Le chef du gouvernement espagnol José Luis Rodriguez Zapatero a annoncé vendredi des élections législatives anticipées pour le 20 novembre, comme réclamé par l'opposition et une partie des socialistes, assurant avoir mis le pays sur les rails de la reprise économique. Les élections "auront lieu le 20 novembre", a déclaré José Luis Zapatero lors d'une conférence de presse, alors que le scrutin, auquel il ne va pas se représenter, était prévu en mars 2012. "C'était le choix naturel, raisonnable", a-t-il ajouté. Ces élections étaient réclamées avec insistance depuis plusieurs mois par le Parti populaire (PP), principal parti de droite du pays, et en particulier depuis la lourde défaite des socialistes de José Luis Zapatero aux élections régionales du 22 mai.
De hauts responsables du Parti socialiste (PSOE) ont penché dans le même sens y compris, selon les médias, le candidat socialiste aux élections et ex-ministre de l'Intérieur, Alfredo Pérez Rubalcaba. José Luis Zapatero, 50 ans, a profité de la conférence de presse où il dressait le bilan du premier semestre pour annoncer ces élections anticipées, après avoir déclaré que "le gouvernement a rempli une bonne partie des objectifs de la deuxième partie du mandat". "Dans un contexte toujours compliqué, l'économie montre des signes positifs... Nous avons posé les bases de la reprise", a-t-il affirmé, alors que l'économie espagnole a légèrement crû au premier trimestre (0,3 %) mais souffre encore d'un chômage endémique. Selon les chiffres annoncés vendredi même, 20,89 % des Espagnols sont au chômage, un léger mieux par rapport au premier trimestre mais toujours un record parmi les pays industrialisés.
Moody's menace la note espagnole
Et alors que l'économie du pays peine toujours à sortir de la crise, un nouveau coup de semonce est venu vendredi de l'agence de notation Moody's.
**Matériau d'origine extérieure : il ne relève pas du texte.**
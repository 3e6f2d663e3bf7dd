use crate::cli::HistoryCommand;
use crate::config::Config;
use crate::error::Result;
use crate::storage::{ScanRecord, ScanStore};
use chrono::Utc;
use colored::Colorize;
use prettytable::{format, Table};

use super::{require_user, session_manager};

/// Handle history commands for the logged-in account
pub async fn handle_history(config: &Config, command: HistoryCommand) -> Result<()> {
    let sessions = session_manager(config)?;
    let user = require_user(&sessions).await?;
    let store = ScanStore::from_config(&config.storage)?;

    match command {
        HistoryCommand::List { limit } => {
            let scans = store.list_scans(&user.id, limit)?;
            if scans.is_empty() {
                println!("{}", "No scans recorded yet.".yellow());
                return Ok(());
            }

            println!("\nScans for {}:", user.email.bold());
            scan_table(&scans).printstd();
            println!();
            println!(
                "Use {} to remove one.",
                "leafscan history delete <ID>".cyan()
            );
            println!();
        }
        HistoryCommand::Delete { id } => {
            let removed = store.delete_scan(&user.id, &id)?;
            if removed == 0 {
                println!("{}", format!("No scan matching {}", id).yellow());
                return Ok(());
            }
            println!("{}", format!("Deleted {} scan(s)", removed).green());
        }
        HistoryCommand::Clear => {
            let removed = store.clear_scans(&user.id)?;
            println!("{}", format!("Cleared {} scan(s)", removed).green());
        }
    }

    Ok(())
}

fn scan_table(scans: &[ScanRecord]) -> Table {
    let now = Utc::now();
    let mut table = Table::new();
    table.set_format(*format::consts::FORMAT_BORDERS_ONLY);

    table.add_row(prettytable::row![
        "ID".bold(),
        "File".bold(),
        "Diagnosis".bold(),
        "Confidence".bold(),
        "When".bold()
    ]);

    for scan in scans {
        let id_short = &scan.id[..scan.id.len().min(10)];
        let file = if scan.file_name.chars().count() > 32 {
            format!("{}...", scan.file_name.chars().take(29).collect::<String>())
        } else {
            scan.file_name.clone()
        };
        table.add_row(prettytable::row![
            id_short.cyan(),
            file,
            scan.label,
            format!("{}%", scan.confidence_percent()),
            scan.age_label(now)
        ]);
    }
    table
}

#[cfg(test)]
mod tests {
    use super::*;
    use crate::pipeline::PredictionResult;

    #[test]
    fn test_scan_table_has_header_and_rows() {
        let result = PredictionResult::new("Healthy", 0.97).unwrap();
        let scans = vec![
            ScanRecord::new("1", "leaf-one.jpg", &result),
            ScanRecord::new("1", &"x".repeat(50), &result),
        ];
        let table = scan_table(&scans);
        assert_eq!(table.len(), 3);
        let rendered = table.to_string();
        assert!(rendered.contains("leaf-one.jpg"));
        assert!(rendered.contains("97%"));
        assert!(rendered.contains("..."));
    }
}
use anyhow::{Context, Result};

#[derive(Debug, Clone)]
pub struct AppConfig {
    /// Host to bind the HTTP server to, e.g. "0.0.0.0"
    pub host: String,

    /// Port to listen on
    pub port: u16,

    /// Public base URL used when rendering shortened links, e.g.
    /// "https://go.example.com". Must NOT have a trailing slash.
    pub base_url: String,
}

impl AppConfig {
    /// Load configuration from environment variables (populated by dotenvy before this is called).
    pub fn from_env() -> Result<Self> {
        let port = std::env::var("PORT")
            .unwrap_or_else(|_| "8000".into())
            .parse::<u16>()
            .context("PORT must be a valid port number (1–65535)")?;

        let base_url = std::env::var("BASE_URL")
            .unwrap_or_else(|_| format!("http://localhost:{port}"))
            .trim_end_matches('/')
            .to_owned();

        Ok(Self {
            host: std::env::var("HOST").unwrap_or_else(|_| "0.0.0.0".into()),
            port,
            base_url,
        })
    }
}
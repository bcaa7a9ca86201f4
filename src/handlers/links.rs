use crate::{error::AppError, models::ShortenResponse, AppState};
use axum::{
    extract::{Path, State},
    http::{header, StatusCode},
    response::{IntoResponse, Response},
};
use std::sync::Arc;

/// GET /
///
/// Dump every current mapping as a JSON object of code -> target. An empty
/// store renders as `{}`.
pub async fn list(State(state): State<Arc<AppState>>) -> Result<Response, AppError> {
    let body = serde_json::to_string(&state.store.list())?;

    Ok((
        StatusCode::OK,
        [(header::CONTENT_TYPE, "application/json")],
        body,
    )
        .into_response())
}

/// GET /shorten/*url
///
/// Shorten the URL given by the remainder of the path, exactly as received
/// and unvalidated. Creation cannot fail: any string hashes, and a colliding
/// code is simply overwritten.
pub async fn shorten(
    State(state): State<Arc<AppState>>,
    Path(url): Path<String>,
) -> Result<Response, AppError> {
    let mapping = state.store.create(url);
    tracing::info!("shortened {} -> {}", mapping.target, mapping.code);

    let response = ShortenResponse {
        shortened_url: format!("{}/{}", state.config.base_url, mapping.code),
        original: mapping.target,
        short_code: mapping.code,
    };
    let body = serde_json::to_string(&response)?;

    Ok((
        StatusCode::CREATED,
        [(header::CONTENT_TYPE, "application/json")],
        body,
    )
        .into_response())
}
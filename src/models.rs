use serde::{Deserialize, Serialize};

/// A single code -> target association held by the store.
#[derive(Debug, Clone, PartialEq, Eq)]
pub struct Mapping {
    pub code: String,
    pub target: String,
}

/// Response body for `GET /shorten/*url`.
///
/// Fields serialize in PascalCase (`Original`, `ShortCode`, `ShortenedUrl`),
/// the published contract of the shorten endpoint.
#[derive(Debug, Clone, Serialize, Deserialize)]
#[serde(rename_all = "PascalCase")]
pub struct ShortenResponse {
    pub original: String,
    pub short_code: String,
    pub shortened_url: String,
}
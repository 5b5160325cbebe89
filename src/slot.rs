//! Slot states of the probe array.

/// A stored key/value pair. Lives only inside an occupied slot.
#[derive(Debug, Clone, PartialEq, Eq)]
pub(crate) struct Entry {
    pub(crate) key: String,
    pub(crate) value: String,
}

#[derive(Debug, Clone, Default, PartialEq, Eq)]
pub(crate) enum Slot {
    /// Never used since the array was allocated; terminates every probe.
    #[default]
    Empty,
    Occupied(Entry),
    /// Previously occupied. Probes continue past it.
    Tombstone,
}

impl Slot {
    #[inline]
    pub(crate) fn holds(&self, key: &str) -> bool {
        matches!(self, Slot::Occupied(e) if e.key == key)
    }
}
Celle-ci a annoncé qu'elle envisageait d'abaisser la note de la dette souveraine de l'Espagne, actuellement à "Aa2", en raison des problèmes budgétaires du pays, évoquant notamment la difficulté du gouvernement à appliquer une rigueur budgétaire du fait d'un "environnement de faible croissance". "Pour cette raison, c'est le moment d'annoncer le calendrier des prochaines élections", "au nom de l'intérêt général", a-t-il dit. "Cette date nous permet de terminer des choses essentielles comme la réduction du déficit", a ajouté José Luis Zapatero, en promettant de remplir dans les semaines à venir "tous ses engagements afin de mener à bien la reprise économique".
Selon le calendrier annoncé vendredi, le prochain gouvernement pourra être en place "à partir du 1er janvier pour s'atteler à l'année économique 2012". Le chef du gouvernement, arrivé au pouvoir en 2004, réélu en 2008, avait annoncé dès avril qu'il ne se représenterait pas à l'issue de son deuxième mandat. Son numéro deux, Alfredo Pérez Rubalcaba, a été désigné candidat face au leader du PP, Mariano Rajoy, donné largement gagnant dans les sondages, au moment où les socialistes sont lourdement sanctionnés pour leur politique d'austérité face à la crise économique qui frappe le pays depuis 2008. L'écart a cependant semblé se resserrer ces dernières semaines, depuis la désignation officielle d'Alfredo Pérez Rubalcaba comme chef de file socialiste.
Selon le dernier sondage mensuel publié mercredi par le Centre d'enquêtes sociologiques, les socialistes recueillent 36 % des intentions de vote contre 43,1 % aux conservateurs, soit un écart inférieur de 3,3 points par rapport à la précédente enquête. Selon le quotidien El Mundo, M. Zapatero, en annonçant ces élections, s'est "plié aux volontés du parti et du candidat socialiste". Face aux perspectives électorales désastreuses pour les socialistes, une partie des responsables du parti s'étaient en effet prononcés pour un scrutin anticipé, face à José Luis Zapatero qui, selon son entourage, était décidé à aller coûte que coûte jusqu'au bout de la législature afin de consolider la reprise économique.